◆ **Work required**
Reproduce exactly the lines below from the one containing "DEFAULT_SOURCE_URL, global = true)]" through the one containing "database, in milliseconds", including both, and nothing else.

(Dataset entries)
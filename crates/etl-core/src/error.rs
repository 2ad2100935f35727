use chrono::NaiveDate;
use thiserror::Error;

/// All errors produced by the ETL pipeline and the query layer.
#[derive(Error, Debug)]
pub enum EtlError {
    /// The upstream source could not be reached.
    #[error("Failed to fetch {url}: {message}")]
    Fetch { url: String, message: String },

    /// The upstream source answered with a non-success status.
    #[error("Upstream {url} returned HTTP status {status}")]
    UpstreamStatus { url: String, status: u16 },

    /// The payload did not match the expected nested timeline shape.
    #[error("Failed to parse timeline payload: {0}")]
    Parse(String),

    /// Writing the derived table into the store failed.
    #[error("Failed to load table {table}: {source}")]
    Load {
        table: String,
        #[source]
        source: rusqlite::Error,
    },

    /// A read against the store failed.
    #[error("Storage error: {0}")]
    Storage(#[from] rusqlite::Error),

    /// A caller-supplied query parameter was rejected.
    #[error(transparent)]
    QueryInput(#[from] QueryInputError),

    /// A configuration value is missing or invalid.
    #[error("Configuration error: {0}")]
    Config(String),

    /// Pass-through for any raw I/O error that does not carry a path.
    #[error(transparent)]
    Io(#[from] std::io::Error),
}

impl EtlError {
    /// `true` for the transport-level failures (FetchError).
    pub fn is_fetch_error(&self) -> bool {
        matches!(self, EtlError::Fetch { .. } | EtlError::UpstreamStatus { .. })
    }
}

/// Validation failures for query parameters.
///
/// These are raised before the data query runs; the offending value is only
/// ever echoed back to the caller, never placed into SQL text.
#[derive(Error, Debug, Clone, PartialEq, Eq)]
pub enum QueryInputError {
    /// The country is not among the stored countries.
    #[error("Unknown country: {0}")]
    UnknownCountry(String),

    /// A date string is not a `YYYY-MM-DD` calendar date.
    #[error("Malformed date (expected YYYY-MM-DD): {0}")]
    MalformedDate(String),

    /// `from` is later than `to`.
    #[error("Date range is inverted: {from} is after {to}")]
    InvertedRange { from: NaiveDate, to: NaiveDate },

    /// The range reaches outside the stored dates.
    #[error("Date range {from}..{to} is outside stored data {min}..{max}")]
    OutOfBounds {
        from: NaiveDate,
        to: NaiveDate,
        min: NaiveDate,
        max: NaiveDate,
    },

    /// The store holds no rows yet.
    #[error("No data has been loaded")]
    EmptyStore,

    /// A result limit of zero was requested.
    #[error("Limit must be at least 1, got {0}")]
    InvalidLimit(usize),
}

/// Convenience alias used throughout the ETL crates.
pub type Result<T> = std::result::Result<T, EtlError>;
use clap::{Parser, Subcommand};
use std::path::PathBuf;

/// Historical timeline endpoint used when no source URL is configured.
pub const DEFAULT_SOURCE_URL: &str = "https://disease.sh/v3/covid-19/historical?lastdays=all";

/// File name of the SQLite store inside the application directory.
pub const DEFAULT_DB_FILE: &str = "covid.db";

/// Name of the per-user application directory under `$HOME`.
pub const APP_DIR_NAME: &str = ".covid-etl";

// ── Settings (CLI) ─────────────────────────────────────────────────────────────

/// COVID-19 timeline ETL and query tool
#[derive(Parser, Debug, Clone)]
#[command(
    name = "covid-etl",
    about = "Load COVID-19 timelines into SQLite and query derived metrics",
    version
)]
pub struct Settings {
    /// SQLite database file (defaults to ~/.covid-etl/covid.db)
    #[arg(long, env = "COVID_ETL_DB", global = true)]
    pub db_path: Option<PathBuf>,

    /// Historical timeline endpoint
    #[arg(long, env = "COVID_ETL_SOURCE_URL", default_value = DEFAULT_SOURCE_URL, global = true)]
    pub source_url: String,

    /// Read the timeline JSON from a saved file instead of fetching it
    #[arg(long, env = "COVID_ETL_SOURCE_FILE", global = true)]
    pub source_file: Option<PathBuf>,

    /// Fetch timeout in seconds (1-600)
    #[arg(long, default_value = "60", value_parser = clap::value_parser!(u64).range(1..=600), global = true)]
    pub fetch_timeout_secs: u64,

    /// Fetch attempts before giving up (1-10)
    #[arg(long, default_value = "3", value_parser = clap::value_parser!(u32).range(1..=10), global = true)]
    pub fetch_retries: u32,

    /// How long a store operation waits on a locked database, in milliseconds
    #[arg(long, default_value = "5000", global = true)]
    pub busy_timeout_ms: u64,

    /// Logging level
    #[arg(long, default_value = "INFO", value_parser = ["DEBUG", "INFO", "WARNING", "ERROR"], global = true)]
    pub log_level: String,

    /// Enable debug logging
    #[arg(long, global = true)]
    pub debug: bool,

    /// Print results as JSON instead of tables
    #[arg(long, global = true)]
    pub json: bool,

    #[command(subcommand)]
    pub command: Command,
}

/// Operations exposed on the command line.
#[derive(Subcommand, Debug, Clone, PartialEq, Eq)]
pub enum Command {
    /// Run extract, transform and load, replacing the stored table
    Load,
    /// List the countries present in the store
    Countries,
    /// Show the earliest and latest stored dates
    Bounds,
    /// Smoothed new cases and growth rate for one country
    Series {
        /// Country name, exactly as listed by `countries`
        #[arg(long)]
        country: String,
        /// First date (YYYY-MM-DD), defaults to the earliest stored date
        #[arg(long)]
        from: Option<String>,
        /// Last date (YYYY-MM-DD), defaults to the latest stored date
        #[arg(long)]
        to: Option<String>,
    },
    /// Global cumulative cases per day
    Global {
        #[arg(long)]
        from: Option<String>,
        #[arg(long)]
        to: Option<String>,
    },
    /// Countries with the most cumulative cases at their latest date
    Top {
        #[arg(long, default_value = "10")]
        limit: usize,
    },
}

// ── Settings impl ──────────────────────────────────────────────────────────────

impl Settings {
    /// Parse CLI arguments and apply the `--debug` override.
    pub fn load() -> Self {
        Self::load_from_args(std::env::args_os())
    }

    /// Same as [`Settings::load`] but accepts an explicit argument list.
    pub fn load_from_args<I, T>(args: I) -> Self
    where
        I: IntoIterator<Item = T>,
        T: Into<std::ffi::OsString> + Clone,
    {
        let mut settings = Settings::parse_from(args);
        if settings.debug {
            settings.log_level = "DEBUG".to_string();
        }
        settings
    }

    /// Database path: the explicit `--db-path`, else `~/.covid-etl/covid.db`.
    pub fn resolved_db_path(&self) -> PathBuf {
        match &self.db_path {
            Some(path) => path.clone(),
            None => app_dir().join(DEFAULT_DB_FILE),
        }
    }

    pub fn fetch_timeout(&self) -> std::time::Duration {
        std::time::Duration::from_secs(self.fetch_timeout_secs)
    }

    pub fn busy_timeout(&self) -> std::time::Duration {
        std::time::Duration::from_millis(self.busy_timeout_ms)
    }
}

/// `~/.covid-etl`, falling back to the working directory without a home.
pub fn app_dir() -> PathBuf {
    dirs::home_dir()
        .unwrap_or_else(|| PathBuf::from("."))
        .join(APP_DIR_NAME)
}

// ── Tests ──────────────────────────────────────────────────────────────────────
//! Extract, transform, load and query stages of the COVID-19 pipeline.
//!
//! Data flows strictly [`extractor`] → [`transformer`] → [`loader`] → the
//! SQLite [`store`] → [`query`].

pub mod extractor;
pub mod loader;
pub mod query;
pub mod store;
pub mod transformer;

pub use etl_core as core;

◆ **Exercise answer**
    #[arg(long, env = "COVID_ETL_SOURCE_URL", default_value = DEFAULT_SOURCE_URL, global = true)]
    pub source_url: String,

    /// Read the timeline JSON from a saved file instead of fetching it
    #[arg(long, env = "COVID_ETL_SOURCE_FILE", global = true)]
    pub source_file: Option<PathBuf>,

    /// Fetch timeout in seconds (1-600)
    #[arg(long, default_value = "60", value_parser = clap::value_parser!(u64).range(1..=600), global = true)]
    pub fetch_timeout_secs: u64,

    /// Fetch attempts before giving up (1-10)
    #[arg(long, default_value = "3", value_parser = clap::value_parser!(u32).range(1..=10), global = true)]
    pub fetch_retries: u32,

    /// How long a store operation waits on a locked database, in milliseconds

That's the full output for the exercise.